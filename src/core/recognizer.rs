use crate::common::{Config, GymAuthError, Result};
use crate::common::config::RecognizerConfig;
use crate::core::detector::{build_environment, build_session, FaceBox};
use ort::{Environment, Session, Value};
use std::sync::Arc;
use image::{DynamicImage, imageops::FilterType};
use ndarray::{Array4, CowArray};

/// Embedding network turning a cropped face into a raw feature vector.
pub struct FaceRecognizer {
    session: Session,
    _environment: Arc<Environment>,
    config: RecognizerConfig,
}

impl FaceRecognizer {
    pub fn new(config: &Config) -> Result<Self> {
        let environment = build_environment("face_recognizer")?;
        let session = build_session(
            &environment,
            &config.models.recognizer_path,
            config.performance.optimization_level,
        )?;

        Ok(Self {
            session,
            _environment: environment,
            config: config.recognizer.clone(),
        })
    }

    pub fn get_embedding(&self, image: &DynamicImage, face: &FaceBox) -> Result<Vec<f32>> {
        let size = self.config.input_size;
        let face_img = crop_face(image, face)
            .resize_exact(size, size, FilterType::Triangle);

        let input = preprocess_face(&face_img, size as usize, self.config.normalization_value);
        let cow_array = CowArray::from(input.into_dyn());
        let input_tensor = Value::from_array(self.session.allocator(), &cow_array)?;
        let outputs = self.session.run(vec![input_tensor])?;

        let output = outputs.first()
            .ok_or_else(|| GymAuthError::Model("Recognizer produced no output".into()))?;
        let embedding = output.try_extract::<f32>()?.view().iter().copied().collect();
        Ok(embedding)
    }
}

/// Face coordinates are already in original image space.
fn crop_face(image: &DynamicImage, face: &FaceBox) -> DynamicImage {
    let x = face.x1.max(0.0) as u32;
    let y = face.y1.max(0.0) as u32;
    let width = face.width().max(1.0) as u32;
    let height = face.height().max(1.0) as u32;

    image.crop_imm(x, y, width, height)
}

/// Single-channel input, ArcFace-style `(p - n) / n` normalisation.
fn preprocess_face(img: &DynamicImage, size: usize, norm: f32) -> Array4<f32> {
    let gray = img.to_luma8();
    let mut array = Array4::<f32>::zeros((1, 1, size, size));

    for (x, y, pixel) in gray.enumerate_pixels() {
        let (x, y) = (x as usize, y as usize);
        if x < size && y < size {
            array[[0, 0, y, x]] = (pixel[0] as f32 - norm) / norm;
        }
    }

    array
}

#[cfg(test)]
mod tests {
    use super::*;
    use image::{GrayImage, Luma};

    #[test]
    fn preprocess_maps_pixels_into_unit_range() {
        let mut img = GrayImage::new(2, 2);
        img.put_pixel(0, 0, Luma([0]));
        img.put_pixel(1, 0, Luma([255]));
        let array = preprocess_face(&DynamicImage::ImageLuma8(img), 2, 127.5);

        assert_eq!(array[[0, 0, 0, 0]], -1.0);
        assert_eq!(array[[0, 0, 0, 1]], 1.0);
    }

    #[test]
    fn crop_clamps_negative_origin() {
        let img = DynamicImage::new_luma8(100, 100);
        let face = FaceBox { x1: -5.0, y1: -5.0, x2: 40.0, y2: 30.0, confidence: 0.9 };
        let cropped = crop_face(&img, &face);
        assert_eq!((cropped.width(), cropped.height()), (45, 35));
    }
}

◇ ◇ ◇ ◇ ◇ ◇ ◇

**WHAT THE TASK REQUIRES:** The response should be an exact copy of the lines from the one with "let face = FaceBox" through the end of the data, with no other text.

**COMPLETED EXERCISE:**
        let face = FaceBox { x1: -5.0, y1: -5.0, x2: 40.0, y2: 30.0, confidence: 0.9 };
        let cropped = crop_face(&img, &face);
        assert_eq!((cropped.width(), cropped.height()), (45, 35));
    }
}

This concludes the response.